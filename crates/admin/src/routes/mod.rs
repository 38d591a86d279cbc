//! HTTP route handlers for the console.
//!
//! # Route Structure
//!
//! ```text
//! GET  /                       - Landing page
//! GET  /health                 - Health check (wired in main)
//!
//! # Auth
//! GET  /login                  - Login page
//! POST /login                  - Login action
//! GET  /auth/signup            - Signup page
//! POST /auth/signup            - Signup action
//! GET  /auth/callback          - Magic-link landing page (browser extension)
//! POST /logout                 - Logout action
//!
//! # Merchants (requires a session token)
//! GET  /admin/merchant         - Merchant table
//! POST /admin/merchant/create  - Create merchant (feature-gated)
//! ```

pub mod auth;
pub mod home;
pub mod merchant;

use axum::{
    Router,
    routing::{get, post},
};

use crate::config::FeatureFlags;
use crate::state::AppState;

/// Create the auth routes router.
pub fn auth_routes() -> Router<AppState> {
    Router::new()
        .route("/login", get(auth::login_page).post(auth::login))
        .route("/auth/signup", get(auth::signup_page).post(auth::signup))
        .route("/auth/callback", get(auth::callback_page))
        .route("/logout", post(auth::logout))
}

/// Create the merchant routes router.
///
/// The create route only exists when the create feature is on; the page
/// variants of earlier deployments are a single implementation behind
/// these flags.
pub fn merchant_routes(features: FeatureFlags) -> Router<AppState> {
    let router = Router::new().route("/admin/merchant", get(merchant::index));

    if features.merchant_create {
        router.route("/admin/merchant/create", post(merchant::create))
    } else {
        router
    }
}

/// Create all routes for the console.
pub fn routes(features: FeatureFlags) -> Router<AppState> {
    Router::new()
        .route("/", get(home::home))
        .merge(auth_routes())
        .merge(merchant_routes(features))
}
━━━
» Instructions to follow:
Repeat the data exactly, with every line included.

» Solution below:
filename crates/admin/src/routes/mod.rs
repository 38d591a86d279cbc
//! HTTP route handlers for the console.
//!
//! # Route Structure
//!
//! ```text
//! GET  /                       - Landing page
//! GET  /health                 - Health check (wired in main)
//!
//! # Auth
//! GET  /login                  - Login page
//! POST /login                  - Login action
//! GET  /auth/signup            - Signup page
//! POST /auth/signup            - Signup action
//! GET  /auth/callback          - Magic-link landing page (browser extension)
//! POST /logout                 - Logout action
//!
//! # Merchants (requires a session token)
//! GET  /admin/merchant         - Merchant table
//! POST /admin/merchant/create  - Create merchant (feature-gated)
//! ```

pub mod auth;
pub mod home;
pub mod merchant;

use axum::{
    Router,
    routing::{get, post},
};

use crate::config::FeatureFlags;
use crate::state::AppState;

/// Create the auth routes router.
pub fn auth_routes() -> Router<AppState> {
    Router::new()
        .route("/login", get(auth::login_page).post(auth::login))
        .route("/auth/signup", get(auth::signup_page).post(auth::signup))
        .route("/auth/callback", get(auth::callback_page))
        .route("/logout", post(auth::logout))
}

/// Create the merchant routes router.
///
/// The create route only exists when the create feature is on; the page
/// variants of earlier deployments are a single implementation behind
/// these flags.
pub fn merchant_routes(features: FeatureFlags) -> Router<AppState> {
    let router = Router::new().route("/admin/merchant", get(merchant::index));

    if features.merchant_create {
        router.route("/admin/merchant/create", post(merchant::create))
    } else {
        router
    }
}

/// Create all routes for the console.
pub fn routes(features: FeatureFlags) -> Router<AppState> {
    Router::new()
        .route("/", get(home::home))
        .merge(auth_routes())
        .merge(merchant_routes(features))
}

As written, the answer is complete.